The Click-Stand and similar "tall props" work well because they brace against the top tube or where the seatstays join the seat collar and so can better prevent the bike from toppling over. The drawback is the bike can rotate around this prop, so some means must be used to clamp the brakes shut, preventing the bike from rolling using the prop as a pivot point.

So...that's likely why we don't see more dedicated kickstand mounting plates affixed to the forward end of chainstays, right behind the bottom bracket.

As a side note, many clamps do seem to dig into paint after a period of some use, leaving the metal beneath vulnerable to corrosion. I've seen various shaped rubber pads used to try and prevent this problem (Rivendell offers some for Pletscher kickstands: http://www.rivbike.com/product-p/k5.htm ), but I have seen these loosen and any grit that manages to come between does grind away on the paint.

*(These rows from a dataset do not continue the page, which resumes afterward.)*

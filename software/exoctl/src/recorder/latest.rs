use std::sync::{Arc, RwLock};

use serde::{Deserialize, Serialize};
use tracing::warn;

use crate::context::ControllerCtx;

use super::Recorder;

/// One recorded row with its column names
#[derive(Serialize, Deserialize, Clone, Debug, Default, PartialEq)]
pub struct LatestRow {
    pub column_names: Vec<String>,
    pub values: Vec<f64>,
}

impl LatestRow {
    /// Look up a value by column name
    pub fn get(&self, column: &str) -> Option<f64> {
        self.column_names
            .iter()
            .position(|c| c == column)
            .and_then(|i| self.values.get(i).copied())
    }
}

/// Cloneable handle for reading the latest row from another thread.
#[derive(Clone, Default)]
pub struct LatestRowHandle {
    inner: Arc<RwLock<Arc<LatestRow>>>,
}

impl LatestRowHandle {
    /// Clone the latest snapshot
    pub fn latest(&self) -> Arc<LatestRow> {
        match self.inner.read() {
            Ok(r) => Arc::clone(&*r),
            Err(poisoned) => {
                // Rows are swapped whole, so the stored one is still intact
                warn!("Latest row lock poisoned; returning the last stored row");
                Arc::clone(&*poisoned.into_inner())
            }
        }
    }

    fn store(&self, row: LatestRow) -> Result<(), String> {
        let mut w = self
            .inner
            .write()
            .map_err(|_| "Latest row lock poisoned".to_owned())?;
        *w = Arc::new(row);
        Ok(())
    }
}

/// Recorder that always keeps the latest row available via a shared handle.
#[derive(Serialize, Deserialize, Default)]
pub struct LatestRowRecorder {
    #[serde(skip)]
    handle: LatestRowHandle,

    #[serde(skip)]
    column_names: Vec<String>,
}

impl LatestRowRecorder {
    pub fn new() -> (Self, LatestRowHandle) {
        let recorder = Self::default();
        let handle = recorder.handle.clone();
        (recorder, handle)
    }

    /// Get another handle to this recorder's latest row
    pub fn handle(&self) -> LatestRowHandle {
        self.handle.clone()
    }
}

#[typetag::serde]
impl Recorder for LatestRowRecorder {
    fn init(&mut self, _ctx: &ControllerCtx, column_names: &[String]) -> Result<(), String> {
        self.column_names = column_names.to_vec();

        // Placeholder row with the right shape so readers can rely on it
        self.handle.store(LatestRow {
            column_names: self.column_names.clone(),
            values: vec![f64::NAN; column_names.len()],
        })
    }

    fn consume(&mut self, values: Vec<f64>) -> Result<(), String> {
        if values.len() != self.column_names.len() {
            return Err(format!(
                "Row has {} values for {} columns",
                values.len(),
                self.column_names.len()
            ));
        }
        self.handle.store(LatestRow {
            column_names: self.column_names.clone(),
            values,
        })
    }

    fn terminate(&mut self) -> Result<(), String> {
        self.column_names.clear();
        Ok(())
    }
}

One last observation: If you grease your mounting bolts or use a liquid threadlocker, then it is standard practice to follow (lower) wet-torque values and not (higher) dry ones. For one among many references on this, see: http://www.intermotive.net/Tech%20Tip/Tech%20Tip%20-%20Jan%2008.pdf My Glover "Pocket Ref" sees a lot of use when torquing bolts both dry and wet. Plating makes a difference also. See: http://raskcycle.com/techtip/webdoc14.html

All the best,

Dan.

Andre Jute:
Thanks for that detailed and convincing explanation, Dan. Now I understand why people with test equipment and a history of using it braze a tab to the hub end of the non-driveside chain stay to which to attach the prop stand: it is the least bad option in the present backwards state of bicycle design.

But I'm not wearing the rest of it. While I believe every word you say, that entire story about the disasters caused by the thinned and weakened forward ends of chain stays being ripped apart by fittings for central prop stands not only leaves me cold, but enrages me by another example of the deleterious influence of roadracing on bicycle design and advancement.

In more than a century has no one had the gumption to make chainstays with long enough forward butts, or to cast or press bottom shells with long enough integrated lugs, to resist even the force of a low geared crank being wheeled backwards?

Who cares about that little weight on a touring bike if it assures its integrity?

Please note, I'm not making a case for the central stand over the hub-end stand; I'm just pointing out that refusal of those who want a central stand is not caused by some kind of an insuperable engineering problem (or even a human one, considering how impressionable people are), but by pure stodgy "traditionalism" (read "laziness") on the part of bicycle designers overinfluenced by historical road bike design, who then offer the weak excuse that they can only build with the cheap tubes available.

Personally, I like the hub-end stand attached to a tab brazed to the rear of the chain stay for the theoretical and practical advantages conferred by its greater height, wider stance, and above all because that rear three-dimensional triangle, when closed by the axle firmly bolted in, is probably the strongest structure on the bike. That seems to me the right place to attach an everyday prop stand.

But a chain stay stand that far back on the bike does need assistance when a tourer is loaded up with front panniers, and in that case, if you don't like the idea of an additional lowrider-supporting front stand, which at best is clumsy kludge and at worst worthless weight for 99% of the time, the bottom bracket stand should at least be made possible by the designer's choice of bottom bracket shell and chain stay tubes. Where he gets them is a problem designers should have solved with the tube-makers long, long ago. I ride on tubes and lugs specially made by Columbus for a single low volume handmade bike model, so I know for a fact that a key tubemaker is willing to listen to novel ideas, and I know that Poppe & Potthoff drew a few tons of specially-developed stainless steel for bike tubing a few years ago (Reynolds got the idea from P&P), with special lugs of the same material, and examples of new roadbike tubes are penny a dozen on every continent, so it isn't the tubemakers stuck in 1895, it's the bike designers.

To tell customers in 2016 to lie their bike down on the ground is unacceptable.